Design verification prompts that catch and flag model hallucinations.
01 The Concept
Models confidently generate false information. Hallucination detection prompts ask the model to cite sources, cross-reference facts, or explicitly mark uncertain claims. A second verification pass checks these citations against known databases.
02 Weak vs. Strong
EX 01Hallucination Detection Prompts Blueprint
Implement Hallucination Detection Prompts using systematic, validated approaches with clear documentation and testing criteria.
→ Why it works
Structured Hallucination Detection Prompts produces more reliable, maintainable, and measurable results.
03 Key Points
01Source citation: Requiring the model to cite where each fact comes from.

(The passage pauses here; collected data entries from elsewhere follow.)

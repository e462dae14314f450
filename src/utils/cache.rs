use std::collections::HashMap;
use std::sync::Arc;
use std::time::{Duration, Instant};
use tokio::sync::Mutex;

#[derive(Debug, Clone)]
struct Entry<T> {
    value: T,
    stored_at: Instant,
    ttl: Duration,
}

/// In-memory key/value store with per-entry expiry. Entries are valid while
/// `stored_at.elapsed() < ttl`; expired entries stay in the map until they
/// are overwritten or the cache is cleared (the keyspace is small and
/// bounded by distinct endpoint/parameter combinations).
#[derive(Debug, Clone)]
pub struct Cache<T> {
    data: Arc<Mutex<HashMap<String, Entry<T>>>>,
    default_ttl: Duration,
}

impl<T: Clone> Cache<T> {
    pub fn new(default_ttl_secs: u64) -> Self {
        Self {
            data: Arc::new(Mutex::new(HashMap::new())),
            default_ttl: Duration::from_secs(default_ttl_secs),
        }
    }

    pub async fn get(&self, key: &str) -> Option<T> {
        let data = self.data.lock().await;
        if let Some(entry) = data.get(key) {
            if entry.stored_at.elapsed() < entry.ttl {
                return Some(entry.value.clone());
            }
        }
        None
    }

    pub async fn set(&self, key: String, value: T) {
        self.set_with_ttl(key, value, self.default_ttl).await;
    }

    /// Overwrites unconditionally; last write wins.
    pub async fn set_with_ttl(&self, key: String, value: T, ttl: Duration) {
        let mut data = self.data.lock().await;
        data.insert(
            key,
            Entry {
                value,
                stored_at: Instant::now(),
                ttl,
            },
        );
    }

    pub async fn delete(&self, key: &str) {
        let mut data = self.data.lock().await;
        data.remove(key);
    }

    pub async fn clear(&self) {
        let mut data = self.data.lock().await;
        data.clear();
    }
}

02Uncertainty markers: Tagging claims with confidence levels (verified/unverified/uncertain).
03Cross-reference checks: Comparing generated facts against authoritative databases.
04Self-consistency: Generating multiple answers and flagging disagreements.
05Fact extraction: Isolating individual factual claims for independent verification.
04 Model-Specific Notes
Claude handles Hallucination Detection Prompts tasks with excellent instruction compliance and structured output formatting.
05 For Your Role
Think of Hallucination Detection Prompts as organizing your work systematically so every step is clear and repeatable.